- **WHAT THE EXERCISE ASKS**: Once you reach the line that holds "self.read_exact(&mut len)?;" in the listing below, output it and every line after it through the line that holds "fn put_strings(&mut self, values: &[String])", word for word.

- **MATERIAL FOR THE TASK**:
-------

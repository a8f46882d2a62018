//! Primitive encodings used by commands and results.
//!
//! Integers are fixed-width big-endian, booleans are one byte, strings are a
//! u16 byte length followed by UTF-8, and maps are an i32 entry count
//! followed by key/value string pairs.

use std::collections::BTreeMap;
use std::io::Read;

use bytes::BufMut;

use crate::error::{ProxyError, Result};

/// Reading side of the wire encoding, for any [`Read`].
pub trait WireRead: Read {
    fn read_u8(&mut self) -> Result<u8> {
        let mut buf = [0u8; 1];
        self.read_exact(&mut buf)?;
        Ok(buf[0])
    }

    fn read_bool(&mut self) -> Result<bool> {
        Ok(self.read_u8()? != 0)
    }

    fn read_i16(&mut self) -> Result<i16> {
        let mut buf = [0u8; 2];
        self.read_exact(&mut buf)?;
        Ok(i16::from_be_bytes(buf))
    }

    fn read_i32(&mut self) -> Result<i32> {
        let mut buf = [0u8; 4];
        self.read_exact(&mut buf)?;
        Ok(i32::from_be_bytes(buf))
    }

    fn read_i64(&mut self) -> Result<i64> {
        let mut buf = [0u8; 8];
        self.read_exact(&mut buf)?;
        Ok(i64::from_be_bytes(buf))
    }

    fn read_string(&mut self) -> Result<String> {
        let mut len = [0u8; 2];
        self.read_exact(&mut len)?;
        let mut bytes = vec![0u8; u16::from_be_bytes(len) as usize];
        self.read_exact(&mut bytes)?;
        String::from_utf8(bytes)
            .map_err(|err| ProxyError::Protocol(format!("string is not UTF-8: {err}")))
    }

    /// An i32 count, rejecting negative values.
    fn read_count(&mut self) -> Result<usize> {
        let count = self.read_i32()?;
        usize::try_from(count)
            .map_err(|_| ProxyError::Protocol(format!("negative element count {count}")))
    }

    fn read_strings(&mut self) -> Result<Vec<String>> {
        let count = self.read_count()?;
        (0..count).map(|_| self.read_string()).collect()
    }

    fn read_map(&mut self) -> Result<BTreeMap<String, String>> {
        let count = self.read_count()?;
        let mut map = BTreeMap::new();
        for _ in 0..count {
            let key = self.read_string()?;
            let value = self.read_string()?;
            map.insert(key, value);
        }
        Ok(map)
    }
}

impl<R: Read + ?Sized> WireRead for R {}

/// Writing side of the wire encoding, for any [`BufMut`].
pub trait WireWrite: BufMut {
    fn put_bool(&mut self, value: bool) {
        self.put_u8(u8::from(value));
    }

    fn put_string(&mut self, value: &str) -> Result<()> {
        let len = u16::try_from(value.len())
            .map_err(|_| ProxyError::StringTooLong { len: value.len() })?;
        self.put_u16(len);
        self.put_slice(value.as_bytes());
        Ok(())
    }

    fn put_count(&mut self, count: usize) -> Result<()> {
        let count = i32::try_from(count)
            .map_err(|_| ProxyError::InvalidArgument(format!("too many elements ({count})")))?;
        self.put_i32(count);
        Ok(())
    }

    fn put_strings(&mut self, values: &[String]) -> Result<()> {
        self.put_count(values.len())?;
        for value in values {
            self.put_string(value)?;
        }
        Ok(())
    }

    fn put_map(&mut self, map: &BTreeMap<String, String>) -> Result<()> {
        self.put_count(map.len())?;
        for (key, value) in map {
            self.put_string(key)?;
            self.put_string(value)?;
        }
        Ok(())
    }
}

impl<B: BufMut + ?Sized> WireWrite for B {}

#[cfg(test)]
mod tests {
    use bytes::BytesMut;

    use super::*;

    #[test]
    fn string_layout_is_length_prefixed_utf8() {
        let mut buf = BytesMut::new();
        buf.put_string("héllo").unwrap();
        assert_eq!(&buf[..2], &[0, 6]);
        assert_eq!(&buf[2..], "héllo".as_bytes());

        let mut input = &buf[..];
        assert_eq!(input.read_string().unwrap(), "héllo");
        assert!(input.is_empty());
    }

    #[test]
    fn oversized_string_is_rejected() {
        let mut buf = BytesMut::new();
        let long = "x".repeat(70_000);
        assert!(matches!(
            buf.put_string(&long),
            Err(ProxyError::StringTooLong { len: 70_000 })
        ));
        buf.put_string(&"y".repeat(65_535)).unwrap();
    }

    #[test]
    fn map_and_list_encoding() {
        let mut map = BTreeMap::new();
        map.insert("HOME".to_string(), "/root".to_string());
        map.insert("LANG".to_string(), "C".to_string());

        let mut buf = BytesMut::new();
        buf.put_map(&map).unwrap();
        buf.put_strings(&["a".to_string(), "bc".to_string()]).unwrap();
        buf.put_bool(true);
        buf.put_i64(-2);
        assert_eq!(&buf[..4], &[0, 0, 0, 2]);

        let mut input = &buf[..];
        assert_eq!(input.read_map().unwrap(), map);
        assert_eq!(input.read_strings().unwrap(), vec!["a", "bc"]);
        assert!(input.read_bool().unwrap());
        assert_eq!(input.read_i64().unwrap(), -2);
    }

    #[test]
    fn truncated_input_is_eof() {
        let mut input: &[u8] = &[0, 5, b'a'];
        let err = input.read_string().unwrap_err();
        assert!(err.is_eof());
    }

    #[test]
    fn negative_count_and_bad_utf8_are_protocol_errors() {
        let mut input: &[u8] = &[0xFF, 0xFF, 0xFF, 0xFF];
        assert!(matches!(input.read_map(), Err(ProxyError::Protocol(_))));

        let mut input: &[u8] = &[0, 2, 0xC3, 0x28];
        assert!(matches!(input.read_string(), Err(ProxyError::Protocol(_))));
    }
}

-------

- **OUTPUT FOR THIS EXERCISE**:
        self.read_exact(&mut len)?;
        let mut bytes = vec![0u8; u16::from_be_bytes(len) as usize];
        self.read_exact(&mut bytes)?;
        String::from_utf8(bytes)
            .map_err(|err| ProxyError::Protocol(format!("string is not UTF-8: {err}")))
    }

    /// An i32 count, rejecting negative values.
    fn read_count(&mut self) -> Result<usize> {
        let count = self.read_i32()?;
        usize::try_from(count)
            .map_err(|_| ProxyError::Protocol(format!("negative element count {count}")))
    }

    fn read_strings(&mut self) -> Result<Vec<String>> {
        let count = self.read_count()?;
        (0..count).map(|_| self.read_string()).collect()
    }

    fn read_map(&mut self) -> Result<BTreeMap<String, String>> {
        let count = self.read_count()?;
        let mut map = BTreeMap::new();
        for _ in 0..count {
            let key = self.read_string()?;
            let value = self.read_string()?;
            map.insert(key, value);
        }
        Ok(map)
    }
}

impl<R: Read + ?Sized> WireRead for R {}

/// Writing side of the wire encoding, for any [`BufMut`].
pub trait WireWrite: BufMut {
    fn put_bool(&mut self, value: bool) {
        self.put_u8(u8::from(value));
    }

    fn put_string(&mut self, value: &str) -> Result<()> {
        let len = u16::try_from(value.len())
            .map_err(|_| ProxyError::StringTooLong { len: value.len() })?;
        self.put_u16(len);
        self.put_slice(value.as_bytes());
        Ok(())
    }

    fn put_count(&mut self, count: usize) -> Result<()> {
        let count = i32::try_from(count)
            .map_err(|_| ProxyError::InvalidArgument(format!("too many elements ({count})")))?;
        self.put_i32(count);
        Ok(())
    }

    fn put_strings(&mut self, values: &[String]) -> Result<()> {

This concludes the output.